The Minister of Power, Dr Kwabena Donkor, says the Volta River Authority (VRA) is not for sale and denies that steps are being taken to prepare it for sale.
He said the VRA would continue to remain the country’s leading power generating entity that would continue to enjoy state support to improve its power delivery.
“As much as we believe in private-public partnership, the public sector will not back out of direct involvement in the power generation,” he assured.
Speaking at the inauguration of an eight-member advisory committee in Accra today, Dr Donkor said “the VRA has what it takes to improve its service; we just have to focus and bring our act up to the demand of the 21st century.”
The committee, which would advise the minister on how the splitting of the VRA should be done, would also consider various proposals for the restructuring of the state company.
The restructuring is expected to lead to the creation of two power-generating entities that will be responsible for thermal and hydro power generation in the country.
The committee has Mr Armaquey Armah, an energy consultant for the Ministry of Power and the World Bank, as its chairman and Dr Wereko Brobbey as its advisor.
Dr Donkor said there was no better time to restructure power entities than now because of the crisis that had hit the sector.
He said the load shedding regimen had gone far longer that what the government had anticipated, saying that “we regret that it has taken that long but we can see the light at the end of the tunnel.
“With the growth of power demand and with our ambition to industrialise, the power sector would have to be far more effective and efficient that it has been in the past,” the minister said.
According to him, the VRA had been an acknowledged world leader in hydro generation, and applauded the commitment of past and present contributions of staff, management and board to the firm.
“However, we believe the time has come to take a second look at the activities of the VRA and this committee will advise me on how the split should be done to make the VRA more effective in delivering quality service to its customers at the least cost,” Dr Donkor said.
He asserted that an effective VRA would also create the necessary momentum for other players in the power sector to improve their performance.
He gave the assurance that the members of the advisory committee had what it took to set a framework for the splitting of the VRA.
“They will take a look at a number of proposals on how the splitting should take place and advise the minister who will go to the cabinet to make recommendations.
“We want to see a VRA that is an engineering organisation that every Ghanaian engineer will want to work with and we must leave the VRA better than we came to me it,” he advised the committee members.
On the importance of the restructuring of the VRA, he stated that the carving out of the Ghana Grid Company (GRIDCo) had been a good example of how splitting power-generating entities could induce effective performance.

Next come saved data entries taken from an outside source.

//! Vendas MEI is a web app for Brazilian microentrepreneurs (MEI) to record
//! their sales, optionally attach fiscal invoices (Notas Fiscais), and
//! download the monthly gross-revenue report required for MEI bookkeeping.
//!
//! This library provides an HTTP server that directly serves HTML pages.

#![warn(missing_docs)]

use std::{net::SocketAddr, time::Duration};

use axum::{
    http::StatusCode,
    response::{IntoResponse, Response},
};
use axum_server::Handle;
use tokio::signal;

mod app_state;
mod auth;
mod category;
mod dashboard;
mod database_id;
mod db;
mod endpoints;
mod html;
mod logging;
mod money;
mod navigation;
mod not_found;
mod report;
mod routing;
mod sale;
#[cfg(test)]
mod test_utils;
mod timezone;

pub use app_state::AppState;
pub use auth::{Cpf, PasswordHash, UserID, ValidatedPassword};
pub use db::initialize as initialize_db;
pub use logging::logging_middleware;
pub use money::Centavos;
pub use routing::build_router;

use crate::{
    database_id::DatabaseID,
    html::AlertTemplate,
    not_found::get_404_not_found_response,
    routing::{ErrorPageTemplate, render_internal_server_error},
};

/// An async task that waits for either the ctrl+c or terminate signal,
/// whichever comes first, and then signals the server to shut down gracefully.
///
/// `handle` is a handle to an Axum `Server`.
pub async fn graceful_shutdown(handle: Handle<SocketAddr>) {
    let ctrl_c = async {
        signal::ctrl_c()
            .await
            .expect("failed to install Ctrl+C handler");
    };

    #[cfg(unix)]
    let terminate = async {
        signal::unix::signal(signal::unix::SignalKind::terminate())
            .expect("failed to install signal handler")
            .recv()
            .await;
    };

    #[cfg(not(unix))]
    let terminate = std::future::pending::<()>();

    tokio::select! {
        _ = ctrl_c => {
            tracing::debug!("Received ctrl+c signal.");
            handle.graceful_shutdown(Some(Duration::from_secs(1)));
        },
        _ = terminate => {
            tracing::debug!("Received terminate signal.");
            handle.graceful_shutdown(Some(Duration::from_secs(1)));
        },
    }
}

/// The errors that may occur in the application.
#[derive(Debug, thiserror::Error, PartialEq)]
pub enum Error {
    /// The raw amount string could not be parsed as a non-negative monetary
    /// value with at most two decimal places.
    #[error("\"{0}\" is not a valid monetary amount")]
    InvalidAmount(String),

    /// A sale declared an issued invoice but did not provide the invoice
    /// number.
    #[error("an invoice number is required when the invoice flag is set")]
    MissingInvoiceNumber,

    /// A sale declared an issued invoice but did not provide the issue date.
    #[error("an invoice issue date is required when the invoice flag is set")]
    MissingInvoiceDate,

    /// The category ID used to create a sale did not match a seeded category.
    #[error("the category ID {0} does not refer to a valid category")]
    UnknownCategory(DatabaseID),

    /// The CPF was not 11 digits after stripping the mask.
    ///
    /// The offending string should only be logged for debugging on the
    /// server, never echoed back in full to the client.
    #[error("\"{0}\" is not a valid CPF")]
    InvalidCpf(String),

    /// The CPF already exists in the database.
    #[error("the CPF is already registered")]
    DuplicateCpf,

    /// The email already exists in the database.
    #[error("the email is already registered")]
    DuplicateEmail,

    /// The user provided an invalid CPF/password combination.
    #[error("invalid credentials")]
    InvalidCredentials,

    /// The user provided a password that is too easy to guess.
    #[error("password is too weak: {0}")]
    TooWeak(String),

    /// An unexpected error occurred with the underlying hashing library.
    ///
    /// The error string should only be logged for debugging on the server.
    #[error("hashing failed: {0}")]
    HashingError(String),

    /// The user id or expiry cookie is missing from the cookie jar in the
    /// request.
    #[error("no cookies in the cookie jar :(")]
    CookieMissing,

    /// There was an error parsing the date in the cookie or creating the new
    /// expiry date time.
    #[error("could not process the cookie expiry date")]
    DateError,

    /// The requester is not the owner of the resource.
    ///
    /// Handlers must report this identically to [Error::NotFound] so that a
    /// client cannot probe for the existence of other users' sales.
    #[error("the requested resource belongs to another user")]
    Forbidden,

    /// The requested resource was not found.
    ///
    /// Internally, this error may occur when a query returns no rows.
    #[error("the requested resource could not be found")]
    NotFound,

    /// An error occurred while getting the local timezone from a canonical
    /// timezone string.
    #[error("invalid timezone {0}")]
    InvalidTimezone(String),

    /// The report PDF could not be produced.
    #[error("could not generate the report PDF: {0}")]
    PdfError(String),

    /// An unhandled/unexpected SQL error.
    #[error("an unexpected SQL error occurred: {0}")]
    SqlError(rusqlite::Error),
}

impl From<rusqlite::Error> for Error {
    fn from(value: rusqlite::Error) -> Self {
        match value {
            // Code 2067 occurs when a UNIQUE constraint failed.
            rusqlite::Error::SqliteFailure(sql_error, Some(ref desc))
                if sql_error.extended_code == 2067 && desc.ends_with("usuario.cpf") =>
            {
                Error::DuplicateCpf
            }
            rusqlite::Error::SqliteFailure(sql_error, Some(ref desc))
                if sql_error.extended_code == 2067 && desc.ends_with("usuario.email") =>
            {
                Error::DuplicateEmail
            }
            rusqlite::Error::QueryReturnedNoRows => Error::NotFound,
            error => {
                tracing::error!("an unhandled SQL error occurred: {}", error);
                Error::SqlError(error)
            }
        }
    }
}

impl From<lopdf::Error> for Error {
    fn from(value: lopdf::Error) -> Self {
        Error::PdfError(value.to_string())
    }
}

impl IntoResponse for Error {
    fn into_response(self) -> Response {
        match self {
            Error::NotFound => get_404_not_found_response(),
            Error::InvalidTimezone(timezone) => render_internal_server_error(ErrorPageTemplate {
                description: "Fuso horário inválido",
                fix: &format!(
                    "O fuso horário \"{timezone}\" não pôde ser carregado. Verifique a \
                    configuração do servidor."
                ),
            }),
            // Any errors that are not handled above are not intended to be shown to the client.
            error => {
                tracing::error!("An unexpected error occurred: {}", error);
                render_internal_server_error(Default::default())
            }
        }
    }
}

impl Error {
    fn into_alert_response(self) -> Response {
        match self {
            Error::InvalidAmount(_) => html::render(
                StatusCode::BAD_REQUEST,
                AlertTemplate::error(
                    "Não foi possível registrar a venda",
                    "Informe um valor monetário válido, por exemplo 150,00.",
                ),
            ),
            Error::MissingInvoiceNumber => html::render(
                StatusCode::BAD_REQUEST,
                AlertTemplate::error(
                    "Não foi possível registrar a venda",
                    "Informe o número da nota fiscal.",
                ),
            ),
            Error::MissingInvoiceDate => html::render(
                StatusCode::BAD_REQUEST,
                AlertTemplate::error(
                    "Não foi possível registrar a venda",
                    "Informe a data de emissão da nota fiscal.",
                ),
            ),
            Error::UnknownCategory(_) => html::render(
                StatusCode::BAD_REQUEST,
                AlertTemplate::error(
                    "Não foi possível registrar a venda",
                    "Selecione uma categoria válida.",
                ),
            ),
            Error::NotFound | Error::Forbidden => html::render(
                StatusCode::NOT_FOUND,
                AlertTemplate::error(
                    "Não foi possível excluir a venda",
                    sale::SALE_NOT_FOUND_OR_DENIED_MSG,
                ),
            ),
            error => {
                tracing::error!("An unexpected error occurred: {}", error);
                html::render(
                    StatusCode::INTERNAL_SERVER_ERROR,
                    AlertTemplate::error(
                        "Algo deu errado",
                        "Ocorreu um erro inesperado. Tente novamente mais tarde ou \
                        verifique os logs do servidor.",
                    ),
                )
            }
        }
    }
}
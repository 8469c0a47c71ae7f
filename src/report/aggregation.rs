//! Aggregates a month of sales into the six buckets of the MEI
//! gross-revenue report.

use crate::{category::RevenueClass, money::Centavos, sale::Sale};

/// The totals for one month, split by revenue class and fiscal-invoice status.
///
/// Sales whose category matches no revenue class are excluded from every
/// bucket and from the total.
#[derive(Debug, Clone, Copy, Default, PartialEq, Eq)]
pub struct MonthlyTotals {
    /// Resale of merchandise, with an issued invoice.
    pub resale_with_invoice: Centavos,
    /// Resale of merchandise, without an invoice.
    pub resale_without_invoice: Centavos,
    /// Industrialized products, with an issued invoice.
    pub product_with_invoice: Centavos,
    /// Industrialized products, without an invoice.
    pub product_without_invoice: Centavos,
    /// Services rendered, with an issued invoice.
    pub service_with_invoice: Centavos,
    /// Services rendered, without an invoice.
    pub service_without_invoice: Centavos,
}

impl MonthlyTotals {
    /// The grand total, always equal to the sum of the six buckets.
    pub fn total(&self) -> Centavos {
        self.resale_with_invoice
            + self.resale_without_invoice
            + self.product_with_invoice
            + self.product_without_invoice
            + self.service_with_invoice
            + self.service_without_invoice
    }
}

/// Reduce `sales` into the six report buckets.
///
/// This is a pure reduction: the order of `sales` does not affect the result
/// and the input is not modified.
pub fn aggregate(sales: &[Sale]) -> MonthlyTotals {
    let mut totals = MonthlyTotals::default();

    for sale in sales {
        let Some(class) = RevenueClass::classify(&sale.category_name) else {
            continue;
        };

        let bucket = match (class, sale.invoice.is_some()) {
            (RevenueClass::Resale, true) => &mut totals.resale_with_invoice,
            (RevenueClass::Resale, false) => &mut totals.resale_without_invoice,
            (RevenueClass::Product, true) => &mut totals.product_with_invoice,
            (RevenueClass::Product, false) => &mut totals.product_without_invoice,
            (RevenueClass::Service, true) => &mut totals.service_with_invoice,
            (RevenueClass::Service, false) => &mut totals.service_without_invoice,
        };

        *bucket = *bucket + sale.amount;
    }

    totals
}
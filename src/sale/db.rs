//! Defines the core data models and database queries for sales and their
//! fiscal invoices (Notas Fiscais).
//!
//! A sale either has no invoice, or exactly one invoice whose value matches
//! the sale value. The two rows are written in a single transaction so a
//! failure never leaves an orphaned invoice behind.

use rusqlite::{Connection, Row};
use time::{Date, Month, OffsetDateTime};

use crate::{
    Error,
    auth::UserID,
    category::get_category,
    database_id::{CategoryID, InvoiceID, SaleID},
    money::Centavos,
};

/// Shown when a sale could not be deleted, either because it does not exist
/// or because it belongs to another user. The two cases share one message so
/// a client cannot probe for the existence of other users' sales.
pub const SALE_NOT_FOUND_OR_DENIED_MSG: &str = "Venda não encontrada ou acesso negado.";

/// A fiscal invoice (Nota Fiscal) issued for a sale.
#[derive(Debug, Clone, PartialEq)]
pub struct FiscalInvoice {
    /// The ID of the invoice.
    pub id: InvoiceID,
    /// The invoice number as printed on the document.
    pub number: String,
    /// The date the invoice was issued.
    pub issue_date: Date,
    /// The invoiced value. Always equals the value of the owning sale.
    pub amount: Centavos,
}

/// A sale recorded by a user.
#[derive(Debug, Clone, PartialEq)]
pub struct Sale {
    /// The ID of the sale.
    pub id: SaleID,
    /// When the sale was recorded.
    pub date: OffsetDateTime,
    /// A short description of what was sold.
    pub description: String,
    /// The value of the sale.
    pub amount: Centavos,
    /// The ID of the category the sale belongs to.
    pub category_id: CategoryID,
    /// The display name of the category, joined in for convenience.
    pub category_name: String,
    /// The fiscal invoice issued for this sale, if any.
    pub invoice: Option<FiscalInvoice>,
    /// The user who recorded the sale.
    pub owner: UserID,
}

/// The data needed to record a new sale.
#[derive(Debug, Clone, PartialEq)]
pub struct NewSale {
    /// When the sale happened.
    pub date: OffsetDateTime,
    /// A short description of what was sold.
    pub description: String,
    /// The value of the sale.
    pub amount: Centavos,
    /// The ID of the category the sale belongs to.
    pub category_id: CategoryID,
    /// Whether a fiscal invoice was issued for this sale.
    pub invoice_issued: bool,
    /// The invoice number. Required when `invoice_issued` is set.
    pub invoice_number: Option<String>,
    /// The invoice issue date. Required when `invoice_issued` is set.
    pub invoice_issue_date: Option<Date>,
}

/// Create the sale and invoice tables in the database.
///
/// # Errors
/// Returns an error if there is an SQL error.
pub fn create_sale_tables(connection: &Connection) -> Result<(), rusqlite::Error> {
    connection.execute(
        "CREATE TABLE IF NOT EXISTS notafiscal (
                id INTEGER PRIMARY KEY AUTOINCREMENT,
                numero TEXT NOT NULL,
                data_emissao TEXT NOT NULL,
                valor INTEGER NOT NULL
                )",
        (),
    )?;

    connection.execute(
        "CREATE TABLE IF NOT EXISTS vendas (
                id INTEGER PRIMARY KEY AUTOINCREMENT,
                data TEXT NOT NULL,
                descricao TEXT NOT NULL,
                valor INTEGER NOT NULL,
                emitiu_nota TEXT NOT NULL CHECK(emitiu_nota IN ('S', 'N')),
                categoria_id INTEGER NOT NULL,
                notafiscal_id INTEGER,
                usuario_id INTEGER NOT NULL,
                FOREIGN KEY(categoria_id) REFERENCES categoria(id),
                FOREIGN KEY(notafiscal_id) REFERENCES notafiscal(id),
                FOREIGN KEY(usuario_id) REFERENCES usuario(id)
                )",
        (),
    )?;

    // Composite index used by the monthly queries.
    connection.execute(
        "CREATE INDEX IF NOT EXISTS idx_vendas_usuario_data ON vendas(usuario_id, data);",
        (),
    )?;

    Ok(())
}

/// Record a new sale, creating its fiscal invoice in the same transaction
/// when one was issued.
///
/// # Errors
/// This function will return a:
/// - [Error::MissingInvoiceNumber] if the invoice flag is set without an invoice number,
/// - [Error::MissingInvoiceDate] if the invoice flag is set without an issue date,
/// - [Error::UnknownCategory] if the category ID does not refer to a seeded category,
/// - or [Error::SqlError] if there is some other SQL error.
///
/// If an error is returned, neither the sale nor the invoice is persisted.
pub fn record_sale(new_sale: NewSale, owner: UserID, connection: &Connection) -> Result<Sale, Error> {
    let invoice_details = if new_sale.invoice_issued {
        let number = new_sale
            .invoice_number
            .as_deref()
            .map(str::trim)
            .filter(|number| !number.is_empty())
            .ok_or(Error::MissingInvoiceNumber)?;
        let issue_date = new_sale
            .invoice_issue_date
            .ok_or(Error::MissingInvoiceDate)?;

        Some((number.to_string(), issue_date))
    } else {
        None
    };

    let category = get_category(new_sale.category_id, connection)
        .map_err(|error| match error {
            Error::NotFound => Error::UnknownCategory(new_sale.category_id),
            error => error,
        })?;

    // Using unchecked_transaction because we only have &Connection from the MutexGuard.
    let tx = connection.unchecked_transaction()?;

    let invoice = match &invoice_details {
        Some((number, issue_date)) => {
            let id: InvoiceID = tx
                .prepare(
                    "INSERT INTO notafiscal (numero, data_emissao, valor)
                        VALUES (?1, ?2, ?3)
                        RETURNING id",
                )?
                .query_row((number, issue_date, new_sale.amount), |row| row.get(0))?;

            Some(FiscalInvoice {
                id,
                number: number.clone(),
                issue_date: *issue_date,
                amount: new_sale.amount,
            })
        }
        None => None,
    };

    let id: SaleID = tx
        .prepare(
            "INSERT INTO vendas
                (data, descricao, valor, emitiu_nota, categoria_id, notafiscal_id, usuario_id)
                VALUES (?1, ?2, ?3, ?4, ?5, ?6, ?7)
                RETURNING id",
        )?
        .query_row(
            (
                new_sale.date,
                &new_sale.description,
                new_sale.amount,
                if invoice.is_some() { "S" } else { "N" },
                new_sale.category_id,
                invoice.as_ref().map(|invoice| invoice.id),
                owner,
            ),
            |row| row.get(0),
        )?;

    tx.commit()?;

    Ok(Sale {
        id,
        date: new_sale.date,
        description: new_sale.description,
        amount: new_sale.amount,
        category_id: category.id,
        category_name: category.name,
        invoice,
        owner,
    })
}

const SALE_COLUMNS: &str = "v.id, v.data, v.descricao, v.valor, v.categoria_id, c.name,
        v.usuario_id, n.id, n.numero, n.data_emissao, n.valor";

/// Retrieve a sale from the database by its `id`.
///
/// # Errors
/// This function will return a:
/// - [Error::NotFound] if `id` does not refer to a valid sale,
/// - or [Error::SqlError] if there is some other SQL error.
pub fn get_sale(id: SaleID, connection: &Connection) -> Result<Sale, Error> {
    let sale = connection
        .prepare(&format!(
            "SELECT {SALE_COLUMNS}
                FROM vendas v
                JOIN categoria c ON c.id = v.categoria_id
                LEFT JOIN notafiscal n ON n.id = v.notafiscal_id
                WHERE v.id = :id"
        ))?
        .query_row(&[(":id", &id)], map_sale_row)?;

    Ok(sale)
}

/// Retrieve all of `owner`'s sales in the given month, oldest first.
///
/// # Errors
/// This function will return a:
/// - [Error::DateError] if the first day of the month cannot be computed,
/// - or [Error::SqlError] if there is a SQL error.
pub fn sales_for_month(
    owner: UserID,
    year: i32,
    month: Month,
    connection: &Connection,
) -> Result<Vec<Sale>, Error> {
    let start = Date::from_calendar_date(year, month, 1)
        .map_err(|_| Error::DateError)?
        .midnight()
        .assume_utc();
    let (next_year, next_month) = match month {
        Month::December => (year + 1, Month::January),
        month => (year, month.next()),
    };
    let end = Date::from_calendar_date(next_year, next_month, 1)
        .map_err(|_| Error::DateError)?
        .midnight()
        .assume_utc();

    connection
        .prepare(&format!(
            "SELECT {SALE_COLUMNS}
                FROM vendas v
                JOIN categoria c ON c.id = v.categoria_id
                LEFT JOIN notafiscal n ON n.id = v.notafiscal_id
                WHERE v.usuario_id = :owner AND v.data >= :start AND v.data < :end
                ORDER BY v.data ASC, v.id ASC"
        ))?
        .query_map(
            rusqlite::named_params! {":owner": owner, ":start": start, ":end": end},
            map_sale_row,
        )?
        .map(|sale_result| sale_result.map_err(Error::SqlError))
        .collect()
}

/// Retrieve `owner`'s most recent sales, newest first.
///
/// # Errors
/// This function will return a [Error::SqlError] if there is a SQL error.
pub fn recent_sales(owner: UserID, limit: u32, connection: &Connection) -> Result<Vec<Sale>, Error> {
    connection
        .prepare(&format!(
            "SELECT {SALE_COLUMNS}
                FROM vendas v
                JOIN categoria c ON c.id = v.categoria_id
                LEFT JOIN notafiscal n ON n.id = v.notafiscal_id
                WHERE v.usuario_id = :owner
                ORDER BY v.data DESC, v.id DESC
                LIMIT :limit"
        ))?
        .query_map(
            rusqlite::named_params! {":owner": owner, ":limit": limit},
            map_sale_row,
        )?
        .map(|sale_result| sale_result.map_err(Error::SqlError))
        .collect()
}

/// Delete one of `requester`'s sales.
///
/// The linked invoice row, if any, is kept: an issued Nota Fiscal is a
/// standalone record and must survive the sale that created it.
///
/// # Errors
/// This function will return a:
/// - [Error::NotFound] if `id` does not refer to a valid sale,
/// - [Error::Forbidden] if the sale belongs to a different user,
/// - or [Error::SqlError] if there is some other SQL error.
///
/// Callers must report [Error::NotFound] and [Error::Forbidden] identically
/// with [SALE_NOT_FOUND_OR_DENIED_MSG].
pub fn delete_sale(requester: UserID, id: SaleID, connection: &Connection) -> Result<(), Error> {
    let sale = get_sale(id, connection)?;

    if sale.owner != requester {
        return Err(Error::Forbidden);
    }

    connection.execute("DELETE FROM vendas WHERE id = :id", &[(":id", &id)])?;

    Ok(())
}

fn map_sale_row(row: &Row) -> Result<Sale, rusqlite::Error> {
    let invoice_id: Option<InvoiceID> = row.get(7)?;
    let invoice = match invoice_id {
        Some(id) => Some(FiscalInvoice {
            id,
            number: row.get(8)?,
            issue_date: row.get(9)?,
            amount: row.get(10)?,
        }),
        None => None,
    };

    Ok(Sale {
        id: row.get(0)?,
        date: row.get(1)?,
        description: row.get(2)?,
        amount: row.get(3)?,
        category_id: row.get(4)?,
        category_name: row.get(5)?,
        invoice,
        owner: row.get(6)?,
    })
}
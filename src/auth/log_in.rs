//! This file defines the routes for displaying the log-in page and handling log-in requests.
//! The auth module handles the lower level authentication and cookie auth logic.

use std::sync::{Arc, Mutex};

use axum::{
    Form,
    extract::{FromRef, State},
    http::StatusCode,
    response::{IntoResponse, Response},
};
use axum_extra::extract::{PrivateCookieJar, cookie::Key};
use axum_htmx::HxRedirect;
use maud::{Markup, html};
use rusqlite::Connection;
use serde::{Deserialize, Serialize};
use time::Duration;

use crate::{
    AppState, Error,
    app_state::create_cookie_key,
    auth::{
        Cpf, DEFAULT_COOKIE_DURATION, invalidate_auth_cookie, set_auth_cookie,
        user::{User, get_user_by_cpf},
    },
    endpoints,
    html::{BUTTON_PRIMARY_STYLE, base, loading_spinner, log_in_register, password_input, text_input},
};

fn log_in_form(cpf: &str, error_message: Option<&str>) -> Markup {
    html! {
        form
            hx-post=(endpoints::LOG_IN_API)
            hx-indicator="#indicator"
            hx-disabled-elt="#cpf, #senha, #submit-button"
            class="space-y-4 md:space-y-6"
        {
            (text_input("cpf", "CPF", cpf, "000.000.000-00", None))
            (password_input("senha", "Senha", 0, error_message))

            button
                type="submit" id="submit-button" tabindex="0"
                class=(BUTTON_PRIMARY_STYLE)
            {
                span class="inline htmx-indicator" id="indicator"
                {
                    (loading_spinner())
                }
                "Entrar"
            }

            p class="text-sm font-light text-gray-500 dark:text-gray-400" {
                "Não tem uma conta? "
                a
                    href=(endpoints::REGISTER_VIEW) tabindex="0"
                    class="font-semibold leading-6 text-blue-600 hover:text-blue-500 dark:text-blue-500 dark:hover:text-blue-400"
                {
                  "Cadastre-se aqui"
                }
            }
        }
    }
}

/// Display the log-in page.
pub async fn get_log_in_page() -> Response {
    let log_in_form = log_in_form("", None);
    let content = log_in_register("Entre na sua conta", &log_in_form);
    base("Entrar", &content).into_response()
}

/// The state needed to perform a login.
#[derive(Debug, Clone)]
pub struct LoginState {
    /// The key to be used for signing and encrypting private cookies.
    pub cookie_key: Key,
    /// The duration for which cookies used for authentication are valid.
    pub cookie_duration: Duration,
    pub db_connection: Arc<Mutex<Connection>>,
}

impl LoginState {
    /// Create the cookie key from a string and set the default cookie duration.
    pub fn new(cookie_secret: &str, db_connection: Arc<Mutex<Connection>>) -> Self {
        Self {
            cookie_key: create_cookie_key(cookie_secret),
            cookie_duration: DEFAULT_COOKIE_DURATION,
            db_connection: db_connection.clone(),
        }
    }
}

impl FromRef<AppState> for LoginState {
    fn from_ref(state: &AppState) -> Self {
        Self {
            cookie_key: state.cookie_key.clone(),
            cookie_duration: state.cookie_duration,
            db_connection: state.db_connection.clone(),
        }
    }
}

// this impl tells `PrivateCookieJar` how to access the key from our state
impl FromRef<LoginState> for Key {
    fn from_ref(state: &LoginState) -> Self {
        state.cookie_key.clone()
    }
}

/// Shown for a bad CPF, an unknown CPF, and a wrong password alike, so that
/// the response does not reveal which CPFs are registered.
pub const INVALID_CREDENTIALS_ERROR_MSG: &str = "CPF ou senha incorretos.";

/// Handler for log-in requests via the POST method.
///
/// On a successful log-in request, the auth cookie is set and the client is redirected to the dashboard page.
/// Otherwise, the form is returned with an error message explaining the problem.
///
/// # Panics
///
/// Panics if the lock for the database connection is already held by the same thread.
pub async fn post_log_in(
    State(state): State<LoginState>,
    jar: PrivateCookieJar,
    Form(user_data): Form<LogInData>,
) -> Response {
    let cpf = match Cpf::parse(&user_data.cpf) {
        Ok(cpf) => cpf,
        Err(_) => {
            return log_in_form(&user_data.cpf, Some(INVALID_CREDENTIALS_ERROR_MSG))
                .into_response();
        }
    };

    let user: User = match get_user_by_cpf(
        &cpf,
        &state
            .db_connection
            .lock()
            .expect("Could not acquire lock to database connection"),
    ) {
        Ok(user) => user,
        Err(Error::NotFound) => {
            return log_in_form(&user_data.cpf, Some(INVALID_CREDENTIALS_ERROR_MSG))
                .into_response();
        }
        Err(error) => {
            tracing::error!("Unhandled error while verifying credentials: {error}");
            return log_in_form(
                &user_data.cpf,
                Some("Ocorreu um erro interno. Tente novamente mais tarde."),
            )
            .into_response();
        }
    };

    let is_password_valid = match user.password_hash.verify(&user_data.senha) {
        Ok(is_password_valid) => is_password_valid,
        Err(error) => {
            tracing::error!("Unhandled error while verifying credentials: {error}");
            return log_in_form(
                &user_data.cpf,
                Some("Ocorreu um erro interno. Tente novamente mais tarde."),
            )
            .into_response();
        }
    };

    if !is_password_valid {
        return log_in_form(&user_data.cpf, Some(INVALID_CREDENTIALS_ERROR_MSG)).into_response();
    }

    set_auth_cookie(jar.clone(), user.id, state.cookie_duration)
        .map(|updated_jar| {
            (
                StatusCode::SEE_OTHER,
                HxRedirect(endpoints::DASHBOARD_VIEW.to_owned()),
                updated_jar,
            )
        })
        .map_err(|err| {
            tracing::error!("Error setting auth cookie: {err}");
            (
                StatusCode::INTERNAL_SERVER_ERROR,
                HxRedirect(endpoints::INTERNAL_ERROR_VIEW.to_owned()),
                invalidate_auth_cookie(jar),
            )
        })
        .into_response()
}

/// The raw data entered by the user in the log-in form.
///
/// The password is stored as a plain string. There is no need for validation here since
/// it will be compared against the password hash in the database, which has been verified.
#[derive(Clone, Serialize, Deserialize)]
pub struct LogInData {
    /// The CPF entered during log-in, with or without the mask.
    pub cpf: String,

    /// Password entered during log-in.
    pub senha: String,
}

#[cfg(test)]
mod log_in_page_tests {
    use axum::http::StatusCode;

    use crate::{
        endpoints,
        test_utils::{
            assert_content_type, assert_form_input, assert_hx_endpoint, assert_valid_html,
            must_get_form, parse_html_document,
        },
    };

    use super::get_log_in_page;

    #[tokio::test]
    async fn log_in_page_displays_form() {
        let response = get_log_in_page().await;

        assert_eq!(response.status(), StatusCode::OK);
        assert_content_type(&response, "text/html; charset=utf-8");

        let document = parse_html_document(response).await;
        assert_valid_html(&document);

        let form = must_get_form(&document);
        assert_hx_endpoint(&form, endpoints::LOG_IN_API, "hx-post");
        assert_form_input(&form, "cpf", "text");
        assert_form_input(&form, "senha", "password");
    }
}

“The decision to carve GRIDCo out of the VRA has proven right and the investment it has attracted has been far greater than if the split had not taken place.
“We therefore hope that whatever restructuring will take place with the VRA will improve service delivery to attract more investment to the sector and enhance service delivery to Ghanaians,” Dr Donkor said.
A member of the advisory committee, Dr Ofosu Ahenekra, gave the assurance that the members would work hard to justify the confidence reposed in them.